You’ve got it the wrong way around:
If I look over your shoulder at what’s on your phone, and see you listen to Abba, I’m intruding your privacy.
I shouldn’t do this, because I don’t want for you to look over my shoulder and see that I’m listening to Electric Light Orchestra’s underrated album “Time” and looking kinda sad when “Ticket to the Moon” comes on.
If you do so accidentally, on say packed public transport, it’s okay, but we as a society should strive to eliminate this sort of overcrowding, IMO.
It’s the same as me being forced to smell your BO. I do not want it. I do not consent to it. Wear deodorant, and I will as well.
Basic stuff, frankly.
So as I said, these are completely separate, unrelated concepts.
No. They are intrinsically connected, as I said.
Both are ultimately stemming from a desire to be left alone.
This is extremely far from normal. We’re social creatures.
This is a bioessentialist broad generalisation that doesn’t hold true when you consider how many people hate places that have many people.
I’d even go as far as to say that maybe we are social creatures in a world of like 4 million humans, not 8 billion humans.
I’m wondering if you’re autistic - it would explain an aversion to strong sensory experiences like smelling garlic, and to social interactions that are normal to most others.
You don’t know me or know anything about me, you either misunderstood what I wrote - like you implying I’m telling you to hide your culture when I said nothing of the sort.
Or:
We have a fundamental disconnect that we cannot reconcile - like you implying that strangers and friends are even remotely comparable.
Notice how I never accused you of engaging in bad faith, being a troll or attempted to diagnose you with mental illness.
I don’t make assumptions of bad faith about random internet strangers and I’d appreciate it if you did the same, thanks.
- Comment on This is real 2 weeks ago:
I live in the UK, average temp where I live is 5c, given the windchill and ~80% humidity most days, it’s cold as shit.
I also don’t produce as much BO due to maintaining fairly low primary sex hormone levels intentionally for other reasons.
I wear deodorant every single day, and perfume (lush body spray though, normal perfumes stink).
We are not the same.
- Comment on This is real 2 weeks ago:
Idgaf what the landlord cares about, they’re sucking the life out of society, why don’t they go suck a dick instead?
- Comment on This is real 2 weeks ago:
Most food is seasoned.
Most food doesn’t stink half as much.
I’m not saying Asian food is bad.
I’m not saying don’t eat it.
What I’m saying is: be mindful of others and don’t impose smells on unsuspecting people who are unfortunate enough to be there.
You wear deodorant, don’t you? Because you don’t want others to know you are sweaty, and you wouldn’t want to smell others’ sweat, would you? So you mask BO with deodorant. Especially if you’re particularly sweaty, such as after work or a workout.

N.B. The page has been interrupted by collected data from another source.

//! Core library for vercal: turn recurring weekly schedule rules into a
//! printable weekly-vertical paper calendar.
//!
//! The pipeline is a one-shot batch transform: expand rules into dated
//! occurrences, group them by date, lay the 12-month span out as 4-lane
//! pages, then draw each page onto a [`Canvas`] (the bundled backend writes
//! a PDF). Nothing is shared between generation runs.

pub mod canvas;
pub mod date;
pub mod error;
pub mod expand;
pub mod font;
pub mod geometry;
pub mod grid;
pub mod index;
pub mod pdf;
pub mod render;
pub mod rule;

pub use canvas::Canvas;
pub use date::ClockTime;
pub use error::{VercalError, VercalResult};
pub use expand::{expand, expand_all, Occurrence};
pub use font::Font;
pub use geometry::{Geometry, PageSize, MM};
pub use grid::{build_year_grid, CalendarDay, LANES_PER_PAGE};
pub use index::{DateEventIndex, EventEntry};
pub use pdf::PdfCanvas;
pub use render::{render_document, RenderOptions};
pub use rule::{RecurrenceRule, ScheduleRow};
//! Recurrence rule rows and their validation.

use std::collections::BTreeSet;

use chrono::{NaiveDate, Weekday};
use serde::Deserialize;

use crate::date::{parse_date, parse_weekday, ClockTime};
use crate::error::{VercalError, VercalResult};

/// Delimiter between dates in the `except` column.
pub const EXCEPT_DELIMITER: char = ';';

/// One raw row from the schedule table, before validation.
#[derive(Debug, Clone, Default, Deserialize)]
pub struct ScheduleRow {
    pub period_start: String,
    pub period_end: String,
    pub week_of_day: String,
    pub event_start: String,
    #[serde(default)]
    pub event_end: Option<String>,
    pub event: String,
    #[serde(default)]
    pub except: Option<String>,
}

/// A validated weekly recurrence rule.
#[derive(Debug, Clone)]
pub struct RecurrenceRule {
    pub period_start: NaiveDate,
    pub period_end: NaiveDate,
    pub weekday: Weekday,
    pub event_start: ClockTime,
    pub event_end: Option<ClockTime>,
    pub label: String,
    pub exceptions: BTreeSet<NaiveDate>,
}

impl RecurrenceRule {
    /// Validate one schedule row. `row_number` is 1-based and only used to
    /// name the offending row in errors.
    pub fn from_row(row: &ScheduleRow, row_number: usize) -> VercalResult<Self> {
        let required = [
            ("period_start", &row.period_start),
            ("period_end", &row.period_end),
            ("week_of_day", &row.week_of_day),
            ("event_start", &row.event_start),
            ("event", &row.event),
        ];
        for (field, value) in required {
            if value.trim().is_empty() {
                return Err(VercalError::MissingField {
                    row: row_number,
                    field: field.to_string(),
                });
            }
        }

        let invalid = |e: VercalError| VercalError::InvalidRule {
            row: row_number,
            reason: e.to_string(),
        };

        let period_start = parse_date(&row.period_start).map_err(invalid)?;
        let period_end = parse_date(&row.period_end).map_err(invalid)?;
        if period_start > period_end {
            return Err(VercalError::InvalidRule {
                row: row_number,
                reason: format!(
                    "period_start {} is after period_end {}",
                    period_start, period_end
                ),
            });
        }

        let weekday = parse_weekday(&row.week_of_day).map_err(invalid)?;
        let event_start: ClockTime = row.event_start.parse().map_err(invalid)?;
        // A blank end time means the event has no duration, not an error.
        let event_end = match row.event_end.as_deref() {
            Some(value) if !value.trim().is_empty() => Some(value.parse().map_err(invalid)?),
            _ => None,
        };

        // Exception dates are parsed independently of the recurrence; whether
        // they land on a generated date is checked during expansion.
        let mut exceptions = BTreeSet::new();
        if let Some(except) = row.except.as_deref() {
            for part in except.split(EXCEPT_DELIMITER) {
                let part = part.trim();
                if part.is_empty() {
                    continue;
                }
                exceptions.insert(parse_date(part).map_err(invalid)?);
            }
        }

        Ok(RecurrenceRule {
            period_start,
            period_end,
            weekday,
            event_start,
            event_end,
            label: row.event.clone(),
            exceptions,
        })
    }
}
//! Font resolution for the PDF canvas.
//!
//! A font reference is either one of the standard 14 PDF font names (nothing
//! to embed) or a path to a `.ttf` file, which is embedded as a simple
//! /TrueType font. Embedding needs the advance widths for the WinAnsi code
//! range; `ab_glyph` reads them from the font program.

use std::fs;
use std::path::Path;

use ab_glyph::{Font as _, FontRef};
use lopdf::{dictionary, Dictionary, Document, Object, Stream};

use crate::error::{VercalError, VercalResult};

const STANDARD_FONTS: [&str; 14] = [
    "Helvetica",
    "Helvetica-Bold",
    "Helvetica-Oblique",
    "Helvetica-BoldOblique",
    "Courier",
    "Courier-Bold",
    "Courier-Oblique",
    "Courier-BoldOblique",
    "Times-Roman",
    "Times-Bold",
    "Times-Italic",
    "Times-BoldItalic",
    "Symbol",
    "ZapfDingbats",
];

/// WinAnsi code points 0x80..=0x9f that differ from Latin-1.
const WINANSI_HIGH: [(u8, char); 27] = [
    (0x80, '\u{20ac}'), // euro sign
    (0x82, '\u{201a}'),
    (0x83, '\u{0192}'),
    (0x84, '\u{201e}'),
    (0x85, '\u{2026}'),
    (0x86, '\u{2020}'),
    (0x87, '\u{2021}'),
    (0x88, '\u{02c6}'),
    (0x89, '\u{2030}'),
    (0x8a, '\u{0160}'),
    (0x8b, '\u{2039}'),
    (0x8c, '\u{0152}'),
    (0x8e, '\u{017d}'),
    (0x91, '\u{2018}'),
    (0x92, '\u{2019}'),
    (0x93, '\u{201c}'),
    (0x94, '\u{201d}'),
    (0x95, '\u{2022}'),
    (0x96, '\u{2013}'),
    (0x97, '\u{2014}'),
    (0x98, '\u{02dc}'),
    (0x99, '\u{2122}'),
    (0x9a, '\u{0161}'),
    (0x9b, '\u{203a}'),
    (0x9c, '\u{0153}'),
    (0x9e, '\u{017e}'),
    (0x9f, '\u{0178}'),
];

/// Encode text as WinAnsi bytes, substituting `?` for unencodable chars.
pub fn encode_winansi(text: &str) -> Vec<u8> {
    text.chars()
        .map(|ch| match u32::from(ch) {
            0x20..=0x7e => ch as u8,
            0xa0..=0xff => u32::from(ch) as u8,
            _ => WINANSI_HIGH
                .iter()
                .find(|(_, c)| *c == ch)
                .map(|(code, _)| *code)
                .unwrap_or(b'?'),
        })
        .collect()
}

fn winansi_char(code: u8) -> char {
    if (0x80..=0x9f).contains(&code) {
        WINANSI_HIGH
            .iter()
            .find(|(c, _)| *c == code)
            .map(|(_, ch)| *ch)
            .unwrap_or('\u{fffd}')
    } else {
        char::from(code)
    }
}

/// A font ready to be attached to a PDF document.
#[derive(Debug)]
pub enum Font {
    /// One of the standard 14 fonts, referenced by name.
    Standard(&'static str),
    /// An embedded TrueType font.
    TrueType(TrueTypeFont),
}

/// An embedded TrueType font: the raw font program plus the metrics the
/// font dictionary needs, already scaled to 1000-unit glyph space.
#[derive(Debug)]
pub struct TrueTypeFont {
    pub name: String,
    pub data: Vec<u8>,
    pub ascent: i64,
    pub descent: i64,
    /// Advance widths for WinAnsi codes 32..=255.
    pub widths: Vec<i64>,
}

impl Font {
    /// Resolve a font reference: a standard-14 name, or a path to a `.ttf`
    /// file. Failures surface here, before any page is drawn.
    pub fn load(reference: &str) -> VercalResult<Self> {
        if let Some(name) = STANDARD_FONTS
            .iter()
            .copied()
            .find(|name| name.eq_ignore_ascii_case(reference))
        {
            return Ok(Font::Standard(name));
        }

        let path = Path::new(reference);
        let extension = path
            .extension()
            .and_then(|e| e.to_str())
            .map(str::to_ascii_lowercase);
        if extension.as_deref() != Some("ttf") {
            return Err(VercalError::FontLoad(format!(
                "'{}' is neither a standard PDF font name nor a .ttf file",
                reference
            )));
        }

        let data = fs::read(path)
            .map_err(|e| VercalError::FontLoad(format!("{}: {}", reference, e)))?;
        let name = path
            .file_stem()
            .and_then(|s| s.to_str())
            .unwrap_or("Embedded")
            .replace(' ', "-");
        truetype_metrics(data, name).map(Font::TrueType)
    }

    /// Build the font dictionary for this font, adding any supporting
    /// objects (font program, descriptor) to `doc`.
    pub fn to_dictionary(&self, doc: &mut Document) -> Dictionary {
        match self {
            Font::Standard(name) => dictionary! {
                "Type" => "Font",
                "Subtype" => "Type1",
                "BaseFont" => Object::Name(name.as_bytes().to_vec()),
                "Encoding" => "WinAnsiEncoding",
            },
            Font::TrueType(ttf) => {
                let max_width = ttf.widths.iter().copied().max().unwrap_or(1000);

                let font_file = doc.add_object(Stream::new(
                    dictionary! { "Length1" => ttf.data.len() as i64 },
                    ttf.data.clone(),
                ));
                let descriptor = doc.add_object(dictionary! {
                    "Type" => "FontDescriptor",
                    "FontName" => Object::Name(ttf.name.clone().into_bytes()),
                    "Flags" => 32,
                    "FontBBox" => vec![
                        Object::Integer(0),
                        Object::Integer(ttf.descent),
                        Object::Integer(max_width),
                        Object::Integer(ttf.ascent),
                    ],
                    "ItalicAngle" => 0,
                    "Ascent" => ttf.ascent,
                    "Descent" => ttf.descent,
                    "CapHeight" => ttf.ascent,
                    "StemV" => 80,
                    "FontFile2" => font_file,
                });
                dictionary! {
                    "Type" => "Font",
                    "Subtype" => "TrueType",
                    "BaseFont" => Object::Name(ttf.name.clone().into_bytes()),
                    "FirstChar" => 32,
                    "LastChar" => 255,
                    "Widths" => ttf.widths.iter().map(|w| Object::Integer(*w)).collect::<Vec<_>>(),
                    "Encoding" => "WinAnsiEncoding",
                    "FontDescriptor" => descriptor,
                }
            }
        }
    }
}

/// Read the metrics for the WinAnsi range out of a TrueType font program.
/// Unmapped code points fall back to the advance of the missing glyph.
fn truetype_metrics(data: Vec<u8>, name: String) -> VercalResult<TrueTypeFont> {
    let font = FontRef::try_from_slice(&data)
        .map_err(|e| VercalError::FontLoad(format!("{}: {}", name, e)))?;
    let units_per_em = font.units_per_em().ok_or_else(|| {
        VercalError::FontLoad(format!("{}: font reports no units per em", name))
    })?;
    let scale = 1000.0 / units_per_em;
    let to_glyph_space = |v: f32| f64::from(v * scale).round() as i64;

    let ascent = to_glyph_space(font.ascent_unscaled());
    let descent = to_glyph_space(font.descent_unscaled());
    let widths = (32u8..=255)
        .map(|code| {
            let glyph = font.glyph_id(winansi_char(code));
            to_glyph_space(font.h_advance_unscaled(glyph))
        })
        .collect();

    Ok(TrueTypeFont {
        name,
        data,
        ascent,
        descent,
        widths,
    })
}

So why not do so for extraordinarily stinky food?
- Comment on This is real 2 weeks ago:
The problem is only when the place is made for one person, e.g. a studio, and there is one official resident, but actually more unofficial residents that are on-paper guests, but de-facto stay there, and as such generate disruptive noise to the neighbours or overload some shared facilities.
The “cousin” example is just hyperbole for emphasis.